#### Source material
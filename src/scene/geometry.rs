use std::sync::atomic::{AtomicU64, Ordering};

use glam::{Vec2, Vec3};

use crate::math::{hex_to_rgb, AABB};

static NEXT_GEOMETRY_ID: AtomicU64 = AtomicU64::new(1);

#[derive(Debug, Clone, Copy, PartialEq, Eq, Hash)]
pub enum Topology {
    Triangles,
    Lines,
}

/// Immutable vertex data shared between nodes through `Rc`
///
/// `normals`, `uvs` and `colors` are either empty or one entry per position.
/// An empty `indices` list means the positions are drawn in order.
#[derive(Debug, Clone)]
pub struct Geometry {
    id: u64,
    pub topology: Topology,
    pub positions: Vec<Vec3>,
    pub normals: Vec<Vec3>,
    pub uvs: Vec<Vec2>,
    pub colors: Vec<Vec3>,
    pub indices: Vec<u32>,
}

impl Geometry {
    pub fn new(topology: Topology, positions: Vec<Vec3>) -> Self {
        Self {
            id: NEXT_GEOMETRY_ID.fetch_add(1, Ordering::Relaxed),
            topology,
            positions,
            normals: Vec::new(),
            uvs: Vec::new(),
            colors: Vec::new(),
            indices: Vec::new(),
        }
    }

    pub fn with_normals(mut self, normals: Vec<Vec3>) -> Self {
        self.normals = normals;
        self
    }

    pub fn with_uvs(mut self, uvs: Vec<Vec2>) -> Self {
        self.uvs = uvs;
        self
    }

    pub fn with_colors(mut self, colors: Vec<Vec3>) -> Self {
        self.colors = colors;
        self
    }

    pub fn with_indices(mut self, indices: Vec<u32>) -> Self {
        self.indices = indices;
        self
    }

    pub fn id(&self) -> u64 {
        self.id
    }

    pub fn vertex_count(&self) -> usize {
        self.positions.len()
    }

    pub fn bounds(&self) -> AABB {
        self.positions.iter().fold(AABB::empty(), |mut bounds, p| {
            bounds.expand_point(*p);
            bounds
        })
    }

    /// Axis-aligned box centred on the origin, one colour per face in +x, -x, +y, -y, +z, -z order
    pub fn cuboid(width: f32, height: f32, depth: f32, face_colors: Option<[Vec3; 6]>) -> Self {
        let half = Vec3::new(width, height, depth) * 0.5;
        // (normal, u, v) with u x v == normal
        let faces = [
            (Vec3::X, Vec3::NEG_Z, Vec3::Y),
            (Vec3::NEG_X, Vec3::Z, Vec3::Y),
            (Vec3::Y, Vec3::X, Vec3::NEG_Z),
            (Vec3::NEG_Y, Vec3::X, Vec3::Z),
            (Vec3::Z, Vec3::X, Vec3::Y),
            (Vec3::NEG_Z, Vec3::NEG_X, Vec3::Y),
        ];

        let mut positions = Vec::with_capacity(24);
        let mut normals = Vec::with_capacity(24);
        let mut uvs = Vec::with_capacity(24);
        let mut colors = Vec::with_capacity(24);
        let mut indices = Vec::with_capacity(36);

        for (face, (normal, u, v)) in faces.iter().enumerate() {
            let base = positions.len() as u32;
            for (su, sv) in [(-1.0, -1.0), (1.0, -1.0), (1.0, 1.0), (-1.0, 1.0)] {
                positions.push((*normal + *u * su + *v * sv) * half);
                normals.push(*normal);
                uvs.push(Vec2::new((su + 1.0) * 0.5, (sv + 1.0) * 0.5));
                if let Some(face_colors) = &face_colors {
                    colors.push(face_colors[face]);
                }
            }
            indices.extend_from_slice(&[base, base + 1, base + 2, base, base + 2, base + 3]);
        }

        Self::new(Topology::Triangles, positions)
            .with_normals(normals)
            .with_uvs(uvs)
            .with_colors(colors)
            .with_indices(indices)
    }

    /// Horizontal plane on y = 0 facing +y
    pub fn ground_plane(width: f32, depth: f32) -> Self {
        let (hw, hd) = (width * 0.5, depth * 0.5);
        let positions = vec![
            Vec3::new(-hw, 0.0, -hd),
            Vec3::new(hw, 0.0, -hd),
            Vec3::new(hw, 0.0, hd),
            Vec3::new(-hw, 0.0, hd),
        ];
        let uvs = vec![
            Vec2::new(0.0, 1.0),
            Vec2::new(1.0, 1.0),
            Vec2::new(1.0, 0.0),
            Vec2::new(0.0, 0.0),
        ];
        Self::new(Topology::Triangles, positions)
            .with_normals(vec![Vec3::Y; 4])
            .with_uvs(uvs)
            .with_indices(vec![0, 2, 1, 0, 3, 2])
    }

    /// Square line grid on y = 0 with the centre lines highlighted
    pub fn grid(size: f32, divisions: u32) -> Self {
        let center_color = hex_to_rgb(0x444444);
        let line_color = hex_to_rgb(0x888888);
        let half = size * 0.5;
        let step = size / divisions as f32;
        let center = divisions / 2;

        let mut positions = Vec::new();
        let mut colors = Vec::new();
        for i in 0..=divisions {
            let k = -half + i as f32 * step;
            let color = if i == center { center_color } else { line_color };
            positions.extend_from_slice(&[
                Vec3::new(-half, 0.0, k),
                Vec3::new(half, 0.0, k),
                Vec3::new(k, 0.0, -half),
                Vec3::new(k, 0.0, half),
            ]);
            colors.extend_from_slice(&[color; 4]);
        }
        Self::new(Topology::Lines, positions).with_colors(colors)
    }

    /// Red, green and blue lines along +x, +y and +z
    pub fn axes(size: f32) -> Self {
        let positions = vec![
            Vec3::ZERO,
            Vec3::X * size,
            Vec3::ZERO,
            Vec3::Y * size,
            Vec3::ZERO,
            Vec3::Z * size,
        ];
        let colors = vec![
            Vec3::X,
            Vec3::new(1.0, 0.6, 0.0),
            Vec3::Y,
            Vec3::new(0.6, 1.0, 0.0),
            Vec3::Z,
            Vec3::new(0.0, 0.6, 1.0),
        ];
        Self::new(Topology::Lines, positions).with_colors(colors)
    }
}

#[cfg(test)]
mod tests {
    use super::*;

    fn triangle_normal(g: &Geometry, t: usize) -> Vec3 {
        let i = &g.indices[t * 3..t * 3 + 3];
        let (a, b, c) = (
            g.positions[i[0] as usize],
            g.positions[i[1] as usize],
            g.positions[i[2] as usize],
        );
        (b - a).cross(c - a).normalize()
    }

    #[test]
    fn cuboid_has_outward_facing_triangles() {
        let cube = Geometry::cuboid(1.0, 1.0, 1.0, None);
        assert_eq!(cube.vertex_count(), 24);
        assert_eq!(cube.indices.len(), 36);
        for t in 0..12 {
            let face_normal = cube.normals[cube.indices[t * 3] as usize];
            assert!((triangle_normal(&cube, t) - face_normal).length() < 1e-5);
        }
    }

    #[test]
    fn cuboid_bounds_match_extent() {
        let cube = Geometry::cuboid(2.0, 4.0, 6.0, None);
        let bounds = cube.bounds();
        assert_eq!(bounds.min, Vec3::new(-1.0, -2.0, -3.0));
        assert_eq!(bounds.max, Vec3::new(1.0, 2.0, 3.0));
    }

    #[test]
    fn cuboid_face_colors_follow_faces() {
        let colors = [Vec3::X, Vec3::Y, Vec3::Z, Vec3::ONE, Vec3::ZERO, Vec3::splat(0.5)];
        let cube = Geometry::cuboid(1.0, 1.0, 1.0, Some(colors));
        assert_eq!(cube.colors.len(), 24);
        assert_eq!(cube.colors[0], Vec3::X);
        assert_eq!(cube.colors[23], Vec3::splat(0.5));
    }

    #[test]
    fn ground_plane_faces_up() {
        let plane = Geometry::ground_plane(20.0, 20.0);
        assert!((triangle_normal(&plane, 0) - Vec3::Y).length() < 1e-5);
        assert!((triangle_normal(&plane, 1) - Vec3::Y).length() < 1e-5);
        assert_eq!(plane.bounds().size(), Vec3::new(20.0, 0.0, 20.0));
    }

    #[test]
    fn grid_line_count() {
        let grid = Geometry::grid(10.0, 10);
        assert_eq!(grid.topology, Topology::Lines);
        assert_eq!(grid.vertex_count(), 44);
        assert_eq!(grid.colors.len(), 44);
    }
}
########
Exercise prompt: Retype only this portion of the data above: the line containing "let mut indices", the line containing "uvs.push(Vec2::new((su + 1.0)", and all lines between them, exactly.

Solution for this task:
        let mut indices = Vec::with_capacity(36);

        for (face, (normal, u, v)) in faces.iter().enumerate() {
            let base = positions.len() as u32;
            for (su, sv) in [(-1.0, -1.0), (1.0, -1.0), (1.0, 1.0), (-1.0, 1.0)] {
                positions.push((*normal + *u * su + *v * sv) * half);
                normals.push(*normal);
                uvs.push(Vec2::new((su + 1.0) * 0.5, (sv + 1.0) * 0.5));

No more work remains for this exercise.